In O que o nosso corpo faz para que a gente cresça e se modifique? [What does our body do for us to grow and change?] (Brazil, 2010), by Mateus di Mambro, produced by the Children University, the scientist says that she became a researcher because of her curiosity as a child. From a toy trunk, she takes out a magnifying glass and then shows up in a lab coat, wearing glasses, at the university on a classroom blackboard. The film is part of a series of episodes of the extension project of the Institute of Biological Sciences (ICB), in collaboration with the School of Fine Arts, the Communication Centre and the Scientific Dissemination Board of the Federal University of Minas Gerais.

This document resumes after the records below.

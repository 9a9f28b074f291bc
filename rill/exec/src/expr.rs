// Licensed to the Apache Software Foundation (ASF) under one
// or more contributor license agreements.  See the NOTICE file
// distributed with this work for additional information
// regarding copyright ownership.  The ASF licenses this file
// to you under the Apache License, Version 2.0 (the
// "License"); you may not use this file except in compliance
// with the License.  You may obtain a copy of the License at
//
//   http://www.apache.org/licenses/LICENSE-2.0
//
// Unless required by applicable law or agreed to in writing,
// software distributed under the License is distributed on an
// "AS IS" BASIS, WITHOUT WARRANTIES OR CONDITIONS OF ANY
// KIND, either express or implied.  See the License for the
// specific language governing permissions and limitations
// under the License.

//! Scalar expressions evaluated against a single row

use std::fmt::Debug;

use rill_common::{Result, RillError, Row, Value};

/// A scalar expression evaluated against one row at a time.
///
/// `Ok(None)` is SQL NULL. Planning and type derivation live with the host;
/// the engine only ever evaluates.
pub trait ScalarExpr: Debug + Send + Sync {
    fn evaluate(&self, row: &Row) -> Result<Option<Value>>;
}

/// A reference to one input slot.
#[derive(Debug, Clone)]
pub struct Column {
    index: usize,
}

impl Column {
    pub fn new(index: usize) -> Self {
        Column { index }
    }
}

impl ScalarExpr for Column {
    fn evaluate(&self, row: &Row) -> Result<Option<Value>> {
        if self.index >= row.width() {
            return Err(RillError::Internal(format!(
                "column {} out of range for row of width {}",
                self.index,
                row.width()
            )));
        }
        Ok(row.get(self.index).clone())
    }
}

/// A constant value, including the NULL constant.
#[derive(Debug, Clone)]
pub struct Literal {
    value: Option<Value>,
}

impl Literal {
    pub fn new(value: Option<Value>) -> Self {
        Literal { value }
    }
}

impl ScalarExpr for Literal {
    fn evaluate(&self, _row: &Row) -> Result<Option<Value>> {
        Ok(self.value.clone())
    }
}
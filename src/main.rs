use anyhow::Result;
use clap::Parser;
use dotenv::dotenv;
use tracing::{info, warn};

/// Membership voting backend for the plus servers
#[derive(Parser, Debug)]
#[command(author, version, about, long_about = None)]
struct Args {
    /// Override the HTTP port from the environment
    #[arg(long, short = 'p')]
    port: Option<u16>,

    /// Override the state directory from the environment
    #[arg(long)]
    state_path: Option<String>,
}

mod config;
mod error;
mod managers;
mod models;
mod state;
mod web;

use config::AppConfig;
use managers::{create_shared_suggestion_manager, create_shared_voting_manager};
use models::User;
use state::{create_shared_plus_database, PlusDatabase};
use web::AppState;

#[tokio::main]
async fn main() -> Result<()> {
    dotenv().ok();
    let args = Args::parse();

    use tracing_subscriber::layer::SubscriberExt;
    use tracing_subscriber::util::SubscriberInitExt;

    tracing_subscriber::registry()
        .with(
            tracing_subscriber::fmt::layer()
                .with_target(true)
                .with_level(true),
        )
        .with(tracing_subscriber::filter::LevelFilter::INFO)
        .init();

    let mut config = AppConfig::from_env()?;
    if let Some(port) = args.port {
        config.bind_port = port;
    }
    if let Some(state_path) = args.state_path {
        config.state_path = state_path;
    }

    // Ensure state directory exists
    tokio::fs::create_dir_all(&config.state_path).await.ok();

    let db_path = config.database_path();
    info!("Loading plus database from {}...", db_path);
    let database = PlusDatabase::load(&db_path).await?;
    info!(
        "Loaded {} users, {} suggestions, {} votes, {} summaries",
        database.users.len(),
        database.suggestions.len(),
        database.votes.len(),
        database.summaries.len()
    );
    let db = create_shared_plus_database(database);

    // Install the admin's bootstrap credential so the first tokens can
    // be issued through the API.
    if let Some(admin_token) = &config.admin_token {
        let mut store = db.write().await;
        if store.find_user(&config.admin_discord_id).is_none() {
            store.upsert_user(User::new(
                config.admin_discord_id.clone(),
                "admin".to_string(),
            ));
        }
        store
            .api_tokens
            .retain(|_, owner| owner != &config.admin_discord_id);
        store
            .api_tokens
            .insert(admin_token.clone(), config.admin_discord_id.clone());
        store.touch();
        store.save(&db_path).await?;
        info!("Admin credential installed for {}", config.admin_discord_id);
    } else {
        warn!("ADMIN_TOKEN not set - admin endpoints are unreachable this run");
    }

    let suggestion_manager = create_shared_suggestion_manager(db.clone(), db_path.clone());
    let voting_manager = create_shared_voting_manager(db.clone(), db_path, config.clone());

    let state = AppState {
        db,
        config,
        suggestion_manager,
        voting_manager,
    };

    web::start_web_server(state).await
}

The project develops activities with children aged 9 to 11 in state schools near the city of Belo Horizonte, in which it collects questions on topics related to the human body and the environment. On the basis of the questions/answers and the interaction between the project team, children, researchers and other professionals, texts with or without illustrations, short radio programmes and animation short films are produced and are available in Portuguese and English on Vimeo. 2

In Stopmo (Adel Benabdallah, Brice Boisset, Vincent Secher, Romain Hua, Anouk Eyraud, France, 2008), the scientist character is a female archeologist who digs out an animation studio buried in snow and relives scenes from old films. The character is a courageous, determined and pioneering woman with a detail of the Batman symbol in her work uniform (Figure 3 ).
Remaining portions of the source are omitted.